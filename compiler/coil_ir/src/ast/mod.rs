//! Program-tree storage.
//!
//! The arena owns every node of a program: expressions, statements,
//! function definitions, argument/body/name lists, and the big-integer
//! literal table. Nodes reference each other through `u32` ids and
//! (start, len) ranges into contiguous arrays.

mod expr;
mod operators;
mod stmt;


pub use expr::{Expr, ExprKind};
pub use operators::{BinaryOp, BoolOp, UnaryOp};
pub use stmt::{Stmt, StmtKind};

use num_bigint::BigInt;

use crate::{Name, Span};

macro_rules! arena_id {
    ($(#[$doc:meta])* $name:ident) => {
        $(#[$doc])*
        #[derive(Copy, Clone, Eq, PartialEq, Ord, PartialOrd, Hash, Debug)]
        #[repr(transparent)]
        pub struct $name(u32);

        impl $name {
            #[inline]
            pub const fn from_raw(raw: u32) -> Self {
                $name(raw)
            }

            #[inline]
            pub const fn raw(self) -> u32 {
                self.0
            }

            #[inline]
            pub const fn index(self) -> usize {
                self.0 as usize
            }
        }
    };
}

arena_id! {
    /// Index of an expression in the arena.
    ExprId
}
arena_id! {
    /// Index of a statement in the arena.
    StmtId
}
arena_id! {
    /// Index of a function definition in the arena.
    FuncId
}
arena_id! {
    /// Index of a big-integer literal in the arena's integer table.
    IntId
}

macro_rules! arena_range {
    ($(#[$doc:meta])* $name:ident) => {
        $(#[$doc])*
        #[derive(Copy, Clone, Eq, PartialEq, Hash, Debug)]
        pub struct $name {
            pub start: u32,
            pub len: u32,
        }

        impl $name {
            pub const EMPTY: $name = $name { start: 0, len: 0 };

            #[inline]
            pub const fn new(start: u32, len: u32) -> Self {
                $name { start, len }
            }

            #[inline]
            pub const fn len(self) -> usize {
                self.len as usize
            }

            #[inline]
            pub const fn is_empty(self) -> bool {
                self.len == 0
            }
        }
    };
}

arena_range! {
    /// Range of expression ids in the arena's expression-list table.
    ExprRange
}
arena_range! {
    /// Range of statement ids in the arena's statement-list table.
    StmtRange
}
arena_range! {
    /// Range of names in the arena's name-list table (parameters,
    /// `nonlocal`/`global` name lists).
    NameRange
}

/// A function body: a single expression (lambda) or a statement block.
#[derive(Copy, Clone, Eq, PartialEq, Hash, Debug)]
pub enum FuncBody {
    Expr(ExprId),
    Block(StmtRange),
}

/// A function definition shared by `def` statements and lambdas.
#[derive(Copy, Clone, Eq, PartialEq, Hash, Debug)]
pub struct FuncDef {
    /// Bound name for `def`; `Name::EMPTY` for lambdas.
    pub name: Name,
    pub params: NameRange,
    pub body: FuncBody,
    pub span: Span,
}

/// Arena for a whole program tree.
#[derive(Default)]
pub struct ExprArena {
    exprs: Vec<Expr>,
    stmts: Vec<Stmt>,
    funcs: Vec<FuncDef>,
    expr_lists: Vec<ExprId>,
    stmt_lists: Vec<StmtId>,
    name_lists: Vec<Name>,
    ints: Vec<BigInt>,
}

impl ExprArena {
    pub fn new() -> Self {
        Self::default()
    }

    /// Allocate an expression node.
    pub fn alloc_expr(&mut self, kind: ExprKind, span: Span) -> ExprId {
        let id = ExprId::from_raw(checked_index(self.exprs.len()));
        self.exprs.push(Expr::new(kind, span));
        id
    }

    /// Allocate a statement node.
    pub fn alloc_stmt(&mut self, kind: StmtKind, span: Span) -> StmtId {
        let id = StmtId::from_raw(checked_index(self.stmts.len()));
        self.stmts.push(Stmt::new(kind, span));
        id
    }

    /// Allocate a function definition.
    pub fn alloc_func(&mut self, func: FuncDef) -> FuncId {
        let id = FuncId::from_raw(checked_index(self.funcs.len()));
        self.funcs.push(func);
        id
    }

    /// Allocate a big-integer literal.
    pub fn alloc_int(&mut self, value: BigInt) -> IntId {
        let id = IntId::from_raw(checked_index(self.ints.len()));
        self.ints.push(value);
        id
    }

    /// Allocate a contiguous expression list (call arguments).
    pub fn alloc_exprs(&mut self, ids: &[ExprId]) -> ExprRange {
        let start = checked_index(self.expr_lists.len());
        self.expr_lists.extend_from_slice(ids);
        ExprRange::new(start, checked_index(ids.len()))
    }

    /// Allocate a contiguous statement list (a block body).
    pub fn alloc_stmts(&mut self, ids: &[StmtId]) -> StmtRange {
        let start = checked_index(self.stmt_lists.len());
        self.stmt_lists.extend_from_slice(ids);
        StmtRange::new(start, checked_index(ids.len()))
    }

    /// Allocate a contiguous name list (parameters, declaration lists).
    pub fn alloc_names(&mut self, names: &[Name]) -> NameRange {
        let start = checked_index(self.name_lists.len());
        self.name_lists.extend_from_slice(names);
        NameRange::new(start, checked_index(names.len()))
    }

    #[inline]
    pub fn expr(&self, id: ExprId) -> &Expr {
        &self.exprs[id.index()]
    }

    #[inline]
    pub fn stmt(&self, id: StmtId) -> &Stmt {
        &self.stmts[id.index()]
    }

    #[inline]
    pub fn func(&self, id: FuncId) -> &FuncDef {
        &self.funcs[id.index()]
    }

    #[inline]
    pub fn int(&self, id: IntId) -> &BigInt {
        &self.ints[id.index()]
    }

    #[inline]
    pub fn exprs(&self, range: ExprRange) -> &[ExprId] {
        &self.expr_lists[range.start as usize..range.start as usize + range.len()]
    }

    #[inline]
    pub fn stmts(&self, range: StmtRange) -> &[StmtId] {
        &self.stmt_lists[range.start as usize..range.start as usize + range.len()]
    }

    #[inline]
    pub fn names(&self, range: NameRange) -> &[Name] {
        &self.name_lists[range.start as usize..range.start as usize + range.len()]
    }

    /// Number of function definitions in the arena.
    pub fn func_count(&self) -> usize {
        self.funcs.len()
    }

    /// Number of expression nodes in the arena.
    pub fn expr_count(&self) -> usize {
        self.exprs.len()
    }
}

fn checked_index(len: usize) -> u32 {
    u32::try_from(len).unwrap_or_else(|_| panic!("arena capacity exceeded: {len} entries"))
}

**Your goal**
Using the entries above, return exactly the lines from the line with "pub fn expr(&self, id: ExprId)" to the line with "pub fn names(&self, range: NameRange)", counting both of those lines.

**Response area**
    pub fn expr(&self, id: ExprId) -> &Expr {
        &self.exprs[id.index()]
    }

    #[inline]
    pub fn stmt(&self, id: StmtId) -> &Stmt {
        &self.stmts[id.index()]
    }

    #[inline]
    pub fn func(&self, id: FuncId) -> &FuncDef {
        &self.funcs[id.index()]
    }

    #[inline]
    pub fn int(&self, id: IntId) -> &BigInt {
        &self.ints[id.index()]
    }

    #[inline]
    pub fn exprs(&self, range: ExprRange) -> &[ExprId] {
        &self.expr_lists[range.start as usize..range.start as usize + range.len()]
    }

    #[inline]
    pub fn stmts(&self, range: StmtRange) -> &[StmtId] {
        &self.stmt_lists[range.start as usize..range.start as usize + range.len()]
    }

    #[inline]
    pub fn names(&self, range: NameRange) -> &[Name] {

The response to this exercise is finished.